Braille tornou-se professor no Instituto onde tinha sido estudante mas apesar do respeito e admiração que os seus alunos tinham por ele, o seu método de leitura e escrita nunca foi utilizado pela instituição, cujos responsáveis achavam desnecessário alterarem os métodos e até eram contra o sistema inventado por Braille, ao ponto de terem despedido o diretor do Instituto após este ter mandado traduzir um livro naquele sistema.

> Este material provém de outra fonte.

mod config;
mod errors;
mod extraction;
mod fusion;
mod llm_client;
mod models;
mod routes;
mod scoring;
mod state;
mod taxonomy;

use std::net::SocketAddr;
use std::sync::Arc;

use anyhow::Result;
use tower_http::{cors::CorsLayer, trace::TraceLayer};
use tracing::{info, warn};
use tracing_subscriber::{layer::SubscriberExt, util::SubscriberInitExt, EnvFilter};

use crate::config::Config;
use crate::extraction::structurer::LlmStructurer;
use crate::extraction::{HeuristicExtractor, Structurer};
use crate::llm_client::LlmClient;
use crate::models::catalog::FileCatalog;
use crate::routes::build_router;
use crate::state::AppState;
use crate::taxonomy::Taxonomy;

#[tokio::main]
async fn main() -> Result<()> {
    // Load configuration first
    let config = Config::from_env()?;

    // Initialize structured logging
    tracing_subscriber::registry()
        .with(EnvFilter::try_from_default_env().unwrap_or_else(|_| {
            EnvFilter::new(format!("{}={}", env!("CARGO_PKG_NAME"), &config.rust_log))
        }))
        .with(tracing_subscriber::fmt::layer())
        .init();

    info!("Starting Compass API v{}", env!("CARGO_PKG_VERSION"));

    // Load the taxonomy once; it is immutable for the process lifetime.
    let taxonomy = match &config.taxonomy_path {
        Some(path) => Arc::new(Taxonomy::from_file(path)?),
        None => Arc::new(Taxonomy::default()),
    };
    info!(
        "Taxonomy ready: {} skill categories, {} industries",
        taxonomy.skill_categories.len(),
        taxonomy.industry_keywords.len()
    );

    // Catalog of jobs and courses to score against
    let catalog = match &config.catalog_path {
        Some(path) => Arc::new(FileCatalog::from_file(path)?),
        None => {
            warn!("CATALOG_PATH not set; starting with an empty catalog");
            Arc::new(FileCatalog::empty())
        }
    };

    // Structuring capability is optional; without it extraction degrades to
    // the heuristic path.
    let structurer: Option<Arc<dyn Structurer>> = match &config.groq_api_key {
        Some(key) => {
            info!("LLM structurer initialized (model: {})", llm_client::MODEL);
            Some(Arc::new(LlmStructurer::new(LlmClient::new(key.clone()))))
        }
        None => {
            warn!("GROQ_API_KEY not set; extraction will run heuristic-only");
            None
        }
    };

    let heuristic = Arc::new(HeuristicExtractor::new(taxonomy.clone()));

    // Build app state
    let state = AppState {
        config: config.clone(),
        structurer,
        heuristic,
        catalog,
        taxonomy,
    };

    // Build router
    let app = build_router(state)
        .layer(TraceLayer::new_for_http())
        .layer(CorsLayer::permissive()); // TODO: tighten CORS in production

    let addr: SocketAddr = format!("0.0.0.0:{}", config.port).parse()?;
    info!("Listening on {addr}");

    let listener = tokio::net::TcpListener::bind(addr).await?;
    axum::serve(listener, app).await?;

    Ok(())
}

Só em 1854, dois anos após a morte de Louis Braille, é que o método de Braille foi finalmente adotado no Instituto, muito devido a uma enorme pressão feita pelos estudantes nesse sentido.

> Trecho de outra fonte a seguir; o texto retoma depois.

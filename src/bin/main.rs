//! orderlens CLI - Compute the order analytics dashboard
//!
//! Usage:
//!   orderlens report [--data-dir <dir>] [--top-n <n>] [--category <label>]... [--format <fmt>]
//!   orderlens categories [--data-dir <dir>]
//!   orderlens bounds [--data-dir <dir>]
//!
//! Examples:
//!   orderlens report --data-dir Cleaned --top-n 5
//!   orderlens report --category toys --category books --metric refunds-by-category
//!   orderlens report --shipping-min 0 --shipping-max 20 --format json

use clap::{Args, Parser, Subcommand, ValueEnum};
use orderlens::config::{OutputFormat, Settings};
use orderlens::dataset::DatasetStore;
use orderlens::filter::{FilterContext, FilterParams};
use orderlens::{render, Dashboard, Metric};
use std::path::PathBuf;
use std::process::ExitCode;
use tracing::info;
use tracing_subscriber::EnvFilter;

#[derive(Parser)]
#[command(name = "orderlens")]
#[command(about = "orderlens - Descriptive analytics over e-commerce order data")]
#[command(version)]
struct Cli {
    #[command(subcommand)]
    command: Commands,
}

#[derive(Subcommand)]
enum Commands {
    /// Compute the dashboard for a filter selection
    Report {
        #[command(flatten)]
        data: DataArgs,

        /// Number of top categories to show
        #[arg(short = 'n', long)]
        top_n: Option<i64>,

        /// Restrict to a category (repeatable; "All Categories" for no restriction)
        #[arg(short, long = "category")]
        categories: Vec<String>,

        /// Lower bound of the shipping time range (days)
        #[arg(long)]
        shipping_min: Option<f64>,

        /// Upper bound of the shipping time range (days)
        #[arg(long)]
        shipping_max: Option<f64>,

        /// Lower bound of the review score range
        #[arg(long)]
        review_min: Option<i64>,

        /// Upper bound of the review score range
        #[arg(long)]
        review_max: Option<i64>,

        /// Only compute these metrics (repeatable)
        #[arg(short, long = "metric")]
        metrics: Vec<MetricArg>,

        /// Output format
        #[arg(short, long)]
        format: Option<FormatArg>,
    },

    /// List the product categories in the dataset
    Categories {
        #[command(flatten)]
        data: DataArgs,
    },

    /// Show the shipping time bounds of the dataset
    Bounds {
        #[command(flatten)]
        data: DataArgs,
    },
}

#[derive(Args)]
struct DataArgs {
    /// Path to a config file (defaults to ORDERLENS_CONFIG or ./orderlens.toml)
    #[arg(long)]
    config: Option<PathBuf>,

    /// Directory holding the CSV tables (overrides the config file)
    #[arg(short, long)]
    data_dir: Option<PathBuf>,
}

#[derive(Clone, ValueEnum)]
enum MetricArg {
    RevenueByCategory,
    RevenueTrend,
    ShippingTimeByCategory,
    ShippingTimeVsReview,
    RefundsByCategory,
    RefundReviewDistribution,
}

impl From<MetricArg> for Metric {
    fn from(arg: MetricArg) -> Self {
        match arg {
            MetricArg::RevenueByCategory => Metric::RevenueByCategory,
            MetricArg::RevenueTrend => Metric::RevenueTrend,
            MetricArg::ShippingTimeByCategory => Metric::ShippingTimeByCategory,
            MetricArg::ShippingTimeVsReview => Metric::ShippingTimeVsReview,
            MetricArg::RefundsByCategory => Metric::RefundsByCategory,
            MetricArg::RefundReviewDistribution => Metric::RefundReviewDistribution,
        }
    }
}

#[derive(Clone, ValueEnum)]
enum FormatArg {
    /// Aligned text tables
    Text,
    /// JSON for a chart front end
    Json,
}

impl From<FormatArg> for OutputFormat {
    fn from(arg: FormatArg) -> Self {
        match arg {
            FormatArg::Text => OutputFormat::Text,
            FormatArg::Json => OutputFormat::Json,
        }
    }
}

fn main() -> ExitCode {
    tracing_subscriber::fmt()
        .with_writer(std::io::stderr)
        .with_env_filter(
            EnvFilter::try_from_default_env().unwrap_or_else(|_| EnvFilter::new("orderlens=info")),
        )
        .init();

    let cli = Cli::parse();

    match cli.command {
        Commands::Report {
            data,
            top_n,
            categories,
            shipping_min,
            shipping_max,
            review_min,
            review_max,
            metrics,
            format,
        } => {
            let Some((settings, store)) = load(&data) else {
                return ExitCode::FAILURE;
            };

            let mut params: FilterParams = settings.filters.to_params();
            if let Some(n) = top_n {
                params.top_n = n;
            }
            if !categories.is_empty() {
                params.categories = categories;
            }
            if shipping_min.is_some() || shipping_max.is_some() {
                let (min, max) = params
                    .shipping_time
                    .unwrap_or((f64::NEG_INFINITY, f64::INFINITY));
                params.shipping_time =
                    Some((shipping_min.unwrap_or(min), shipping_max.unwrap_or(max)));
            }
            if review_min.is_some() || review_max.is_some() {
                let (min, max) = params.review_score.unwrap_or((1, 5));
                params.review_score = Some((review_min.unwrap_or(min), review_max.unwrap_or(max)));
            }

            let metrics: Vec<Metric> = if metrics.is_empty() {
                Metric::ALL.to_vec()
            } else {
                metrics.into_iter().map(Metric::from).collect()
            };
            let format = format.map(OutputFormat::from).unwrap_or(settings.output.format);

            cmd_report(&store, FilterContext::new(params), &metrics, format)
        }
        Commands::Categories { data } => match load(&data) {
            Some((_, store)) => {
                for category in store.categories() {
                    println!("{}", category);
                }
                ExitCode::SUCCESS
            }
            None => ExitCode::FAILURE,
        },
        Commands::Bounds { data } => match load(&data) {
            Some((_, store)) => {
                match store.shipping_time_bounds() {
                    Some((min, max)) => println!("shipping_time: {}..={} days", min, max),
                    None => println!("shipping_time: no delivered orders"),
                }
                ExitCode::SUCCESS
            }
            None => ExitCode::FAILURE,
        },
    }
}

/// Read settings and the dataset, reporting failures on stderr.
fn load(data: &DataArgs) -> Option<(Settings, DatasetStore)> {
    let settings = match &data.config {
        Some(path) => Settings::from_file(path),
        None => Settings::load(),
    };
    let settings = match settings {
        Ok(s) => s,
        Err(e) => {
            eprintln!("Configuration error: {}", e);
            return None;
        }
    };

    let source = match &data.data_dir {
        Some(dir) => settings.dataset.source_in(dir),
        None => settings.dataset.source(),
    };
    let source = match source {
        Ok(s) => s,
        Err(e) => {
            eprintln!("Configuration error: {}", e);
            return None;
        }
    };

    match DatasetStore::load(&source) {
        Ok(store) => Some((settings, store)),
        Err(e) => {
            eprintln!("Failed to load dataset: {}", e);
            None
        }
    }
}

fn cmd_report(
    store: &DatasetStore,
    ctx: FilterContext,
    metrics: &[Metric],
    format: OutputFormat,
) -> ExitCode {
    info!(top_n = ctx.top_n(), metrics = metrics.len(), "computing dashboard");
    let report = Dashboard::compute_only(store, &ctx, metrics);

    match format {
        OutputFormat::Text => {
            print!("{}", render::text(&report));
            ExitCode::SUCCESS
        }
        OutputFormat::Json => match render::json(&report) {
            Ok(json) => {
                println!("{}", json);
                ExitCode::SUCCESS
            }
            Err(e) => {
                eprintln!("Failed to serialize report: {}", e);
                ExitCode::FAILURE
            }
        },
    }
}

O sistema espalhou-se rapidamente por França mas demorou bastante mais a ser aceite pelo resto do mundo. Só com a intervenção do médico inglês Thomas Hermitage é que o sistema de Braille teve o seu impulso decisivo para se propagar de forma universal. Em 1973, Thomas Hermitage foi o orador principal na conferência europeia dos professores dos invisuais e, nessa altura, explicou e defendeu apaixonada e assertivamente a importância da adoção do sistema de Braille em proporção universal. Só assim seria possível, afirmou ele, dar-se acesso ao conteúdo dos livros e a toda a restante cultura e informação, aos invisuais de todo o mundo.
A sua intervenção teve um efeito extraordinário. Pelo ano de 1882, o método de Braille já era utilizado pelos invisuais de praticamente todos os continentes.
Hoje em dia, já existem computadores em Braille, serviços de e-mail como o RoboBraille que convertem os documentos em Braille e até um sistema de matemática científica chamado de Nemeth Braille.
Não restam portanto quaisquer dúvidas que os esforços daquele jovem, que ficou cego devido a um acidente, derrubaram muitas barreiras existentes pela limitação física da cegueira, proporcionando aos invisuais uma integração na sociedade mais fácil e rápida.